The work has been done on the Dogwood and Azalea nines at the 27-hole club.
“John Fought and I did a full course renovation in 2007 and 2008 which included all new tees, bunkers and greens as well as a new short game practice facility and a completely renovated range,” said Gogel. “We designed the course in a nod to Donald Ross with slightly elevated greens and low mowed shoulders and run-offs.
“Because the course sits in a floodplain with heavy clay soils, we installed a sand cap and additional subsurface drainage around all the greens, which allows a golf shot to be bounced onto the greens surface should that be the shot played. As part of the project, the range, which would flood with no more than half an inch of rain and would be unavailable for a few days to a week, was raised and we installed a significant drainage field to help alleviate the flooding issues.
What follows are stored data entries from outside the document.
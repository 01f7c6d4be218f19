//! Keyword preprocessing: normalization, stopwords and noun lemmas.

/// Standard English stopword list.
const STOPWORDS: &[&str] = &[
    "a", "about", "above", "after", "again", "against", "ain", "all", "am", "an", "and", "any",
    "are", "aren", "aren't", "as", "at", "be", "because", "been", "before", "being", "below",
    "between", "both", "but", "by", "can", "couldn", "couldn't", "d", "did", "didn", "didn't",
    "do", "does", "doesn", "doesn't", "doing", "don", "don't", "down", "during", "each", "few",
    "for", "from", "further", "had", "hadn", "hadn't", "has", "hasn", "hasn't", "have", "haven",
    "haven't", "having", "he", "her", "here", "hers", "herself", "him", "himself", "his", "how",
    "i", "if", "in", "into", "is", "isn", "isn't", "it", "it's", "its", "itself", "just", "ll",
    "m", "ma", "me", "mightn", "mightn't", "more", "most", "mustn", "mustn't", "my", "myself",
    "needn", "needn't", "no", "nor", "not", "now", "o", "of", "off", "on", "once", "only", "or",
    "other", "our", "ours", "ourselves", "out", "over", "own", "re", "s", "same", "shan",
    "shan't", "she", "she's", "should", "should've", "shouldn", "shouldn't", "so", "some",
    "such", "t", "than", "that", "that'll", "the", "their", "theirs", "them", "themselves",
    "then", "there", "these", "they", "this", "those", "through", "to", "too", "under", "until",
    "up", "ve", "very", "was", "wasn", "wasn't", "we", "were", "weren", "weren't", "what",
    "when", "where", "which", "while", "who", "whom", "why", "will", "with", "won", "won't",
    "wouldn", "wouldn't", "y", "you", "you'd", "you'll", "you're", "you've", "your", "yours",
    "yourself", "yourselves",
];

/// Extra function words dropped when weighting terms.
const TERM_STOPWORDS: &[&str] = &[
    "also", "although", "always", "among", "another", "anyhow", "anyone", "anything", "anyway",
    "around", "back", "became", "become", "becomes", "behind", "beside", "besides", "beyond",
    "could", "either", "else", "elsewhere", "enough", "etc", "even", "ever", "every",
    "everyone", "everything", "everywhere", "get", "give", "go", "however", "indeed", "last",
    "less", "made", "many", "may", "might", "mine", "moreover", "much", "must", "neither",
    "never", "nevertheless", "next", "nobody", "none", "nothing", "often", "perhaps", "please",
    "put", "rather", "really", "see", "seem", "seemed", "seems", "several", "since", "something",
    "sometime", "sometimes", "somewhere", "still", "take", "thence", "therefore", "though",
    "thus", "together", "toward", "towards", "upon", "us", "well", "whatever", "whenever",
    "whereas", "whether", "whole", "within", "without", "would", "yet",
];

/// Irregular plural nouns.
const IRREGULAR_NOUNS: &[(&str, &str)] = &[
    ("children", "child"),
    ("feet", "foot"),
    ("geese", "goose"),
    ("knives", "knife"),
    ("leaves", "leaf"),
    ("lives", "life"),
    ("men", "man"),
    ("mice", "mouse"),
    ("selves", "self"),
    ("shelves", "shelf"),
    ("teeth", "tooth"),
    ("thieves", "thief"),
    ("wives", "wife"),
    ("wolves", "wolf"),
    ("women", "woman"),
];

pub fn is_stopword(word: &str) -> bool {
    STOPWORDS.contains(&word)
}

/// Stopword check applied on top of [`is_stopword`] when building term weights.
pub fn is_term_stopword(word: &str) -> bool {
    is_stopword(word) || TERM_STOPWORDS.contains(&word)
}

/// Lowercase and drop every character outside `a-z` and whitespace.
///
/// Characters are removed, not replaced: `don't` becomes `dont`.
pub fn normalize(text: &str) -> String {
    text.to_lowercase()
        .chars()
        .filter(|c| c.is_ascii_lowercase() || c.is_whitespace())
        .collect()
}

/// Reduce a plural noun to its singular form.
pub fn lemmatize(word: &str) -> String {
    if let Some((_, lemma)) = IRREGULAR_NOUNS.iter().find(|(plural, _)| *plural == word) {
        return lemma.to_string();
    }
    if word.len() <= 3 || word.ends_with("ss") || word.ends_with("us") || word.ends_with("is") {
        return word.to_string();
    }
    if let Some(stem) = word.strip_suffix("ies") {
        if stem.len() > 1 {
            return format!("{stem}y");
        }
    }
    if word.ends_with("sses") {
        return word[..word.len() - 2].to_string();
    }
    for suffix in ["ches", "shes", "xes", "zes"] {
        if word.ends_with(suffix) {
            return word[..word.len() - 2].to_string();
        }
    }
    match word.strip_suffix('s') {
        Some(stem) => stem.to_string(),
        None => word.to_string(),
    }
}

/// Content-word tokens of `text`: normalized, stopwords removed, lemmatized.
pub fn preprocess(text: &str) -> Vec<String> {
    normalize(text)
        .split_whitespace()
        .filter(|w| !is_stopword(w))
        .map(lemmatize)
        .collect()
}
“The course construction was completed at the onset of the recession here and our budget took a decent hit due to the rise in fuel surcharges. To absorb these into the budget we elected to reduce the scope in the form of a number of bunkers and slightly reduced sand plating effort. The course has been very well received by the membership.
“With the course now at the 10-year mark post construction and with the continued improvement in bunker liners and improved bunker sands now available to the market, the club has elected to have the bunkers renovated.”
The original bunker sand has been removed, Better Billy Bunker liners have been installed and new Premier Play bunker sand has been added.
“This sand plays slightly firmer and drains quicker than the original sand we installed in 2008,” said Gogel. “The members should notice a firmer playing surface and the bunkers should retain their integrity following a typical Mississippi thunderstorm. This will allow golf course superintendent Stanley Reedy and his staff the opportunity to focus on other areas of the course and grounds following a major rain event.”
Work began on 1 December 2018 with the club also approving the installation of four original bunkers that were removed from the plan in 2008.
“In addition, we are sand plating approximately two acres of low-lying fairway areas to help improve the firmness and playability for the members during the wetter winter months and following and heavy rains,” said Gogel. “The bunker portion of the work was completed in the second week of February and the sand plating portion should be completed by the middle of March.”